A pesar del entusiasmo que pueda suscitar vislumbrar una salida de la posmodernidad y los problemas asociados a ella, habrá que ver si el tiempo justifica la atención que el nuevo término está recibiendo. Hay motivos para ser escépticos: es fácil que “metamodernidad” suene a rizar el rizo, igual que los términos “hypermodernidad”, “automodernidad” y compañía, y por mucho que lo diga Hutcheon, no está claro que sea especialmente útil contar con una etiqueta para definir el nuevo momento cultural o “modo discursivo”. Al contrario, podría ser que, lejos de obtener un concepto con el que entender la cultura contemporánea, estuviésemos atándonos voluntariamente a una idea estática, únicamente útil para que académicos y periodistas culturales puedan reducir la complejidad enorme del presente a una marca que suena a profundo. O del mismo modo, podría tratarse de otra palabra hueca que se usa para adornar un discurso, como los adjetivos “neoliberal”, “progresista” o el mismo “posmoderno”, palabras que suelen emplearse para evitar ponerse a pensar rigurosamente. A todo esto se suman los problemas preexistentes de definición: si apenas hay acuerdo acerca de qué es la modernidad o la posmodernidad, ¿es realmente productivo escoger esa raíz para nombrar el que ha de ser el primer gran ethos del siglo XXI? Por último, ¿está realmente tan “acabada” la posmodernidad como creía Linda Hutcheon? Cualquiera que use Instagram o Twitter sabe que abundan los perfiles de memes “posmos”, y, a pesar de haberse institucionalizado, las teorías posmodernas siguen seduciendo a nuevas generaciones de estudiantes universitarios, ya que son percibidas como la opción teórica más radical: todo el movimiento queer y gran parte del feminista tiene sus raíces intelectuales en la posmodernidad, y lo mismo va para ciertas propuestas ecologistas y el revisionismo poscolonial.
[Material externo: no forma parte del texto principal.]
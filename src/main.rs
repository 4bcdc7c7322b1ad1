//! Pipeline runner (v1)
//!
//! Runs the agent that hosts the configured pipeline, under signal-driven
//! supervision.
//!
//! # Architecture Overview
//!
//! ```text
//!   argv ──▶ cli (clap) ──bind──▶ config::Settings (typed registry)
//!                                        │
//!                                        ▼
//!                             observability::logging
//!                                        │
//!                                        ▼
//!                             lifecycle::Runner
//!                    ┌───────────────────┼────────────────────┐
//!                    ▼                   ▼                    ▼
//!             validation /        SignalListener        ConfigWatcher
//!             config test          (INT/TERM/HUP)       (auto reload)
//!                                        │                    │
//!                                        ▼                    ▼
//!                             LifecycleSupervisor ◀── event channel
//!                                        │
//!                                        ▼
//!                              agent::LocalAgent task
//! ```
//!
//! Exit codes: 0 on success, 1 on usage, configuration or runtime errors and
//! on forced shutdown. A forced shutdown (second ^C) deliberately exits 1
//! rather than 0, so callers can tell it apart from a clean stop.

use clap::Parser;

use ingest_runner::cli::{short_help, Cli};
use ingest_runner::config::default_settings;
use ingest_runner::environment::Environment;
use ingest_runner::lifecycle::startup::{report_error, EXIT_FAILURE, EXIT_SUCCESS};
use ingest_runner::observability::logging::{init_logging, LoggingOptions};
use ingest_runner::{agent::LocalAgentFactory, Runner, RunnerError};

fn main() {
    let cli = match Cli::try_parse() {
        Ok(cli) => cli,
        Err(e) => {
            let _ = e.print();
            std::process::exit(if e.use_stderr() { EXIT_FAILURE } else { EXIT_SUCCESS });
        }
    };

    let environment = Environment::from_env();
    let help = short_help();

    let mut settings = match default_settings() {
        Ok(settings) => settings,
        Err(e) => std::process::exit(report_error(&RunnerError::from(e), &help)),
    };
    if let Err(e) = cli.bind(&mut settings) {
        std::process::exit(report_error(&RunnerError::from(e), &help));
    }

    let logging = LoggingOptions::from_settings(&settings)
        .map_err(RunnerError::from)
        .and_then(|options| init_logging(&options, &environment).map_err(RunnerError::from));
    if let Err(e) = logging {
        std::process::exit(report_error(&e, &help));
    }

    tracing::info!(
        version = env!("CARGO_PKG_VERSION"),
        environment = %environment.runtime(),
        "ingest-runner starting"
    );

    let runtime = match tokio::runtime::Builder::new_multi_thread()
        .enable_all()
        .thread_name("ingest-runner")
        .build()
    {
        Ok(runtime) => runtime,
        Err(e) => {
            tracing::error!(error = %e, "Failed to start the async runtime");
            std::process::exit(EXIT_FAILURE);
        }
    };

    let runner = Runner::new(settings, LocalAgentFactory)
        .with_environment(environment)
        .with_short_help(help);
    let code = runtime.block_on(runner.run());

    // Exit without dropping the runtime: after a forced shutdown the agent
    // task is still running and must not be waited on.
    std::process::exit(code);
}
Pero, siendo estrictos, ni tan sólo lo que llamamos modernidad llegó a morir del todo, ni siquiera durante los años más fuertes del escepticismo posmoderno. Como explica el propio Storm, las famosas grandes narrativas y la fe en la objetividad empírica podían estar acabadas en la academia o en ciertos círculos intelectuales, pero seguían vivitas y coleando para científicos, políticos y la mayoría de la gente de a pie, que frecuentemente recurrían a mitos acerca del progreso, la democratización o la secularización para justificar sus proyectos de investigación, programas electorales y vidas privadas.

¿Ha terminado la posmodernidad? ¿Ha comenzado la metamodernidad? Sólo el tiempo lo dirá. De momento, parece que lo más probable es que no se traten tanto de períodos como de maneras de ver el mundo, y como tales, se solapen la una a la otra, igual que pasó con el romanticismo, la ilustración, el barroco, el renacimiento, la escolástica… y así hasta Homero y la Biblia. Nos guste o no, todos los “discursos” del pasado viven en nosotros: es la manera en la que todas las épocas son contemporáneas.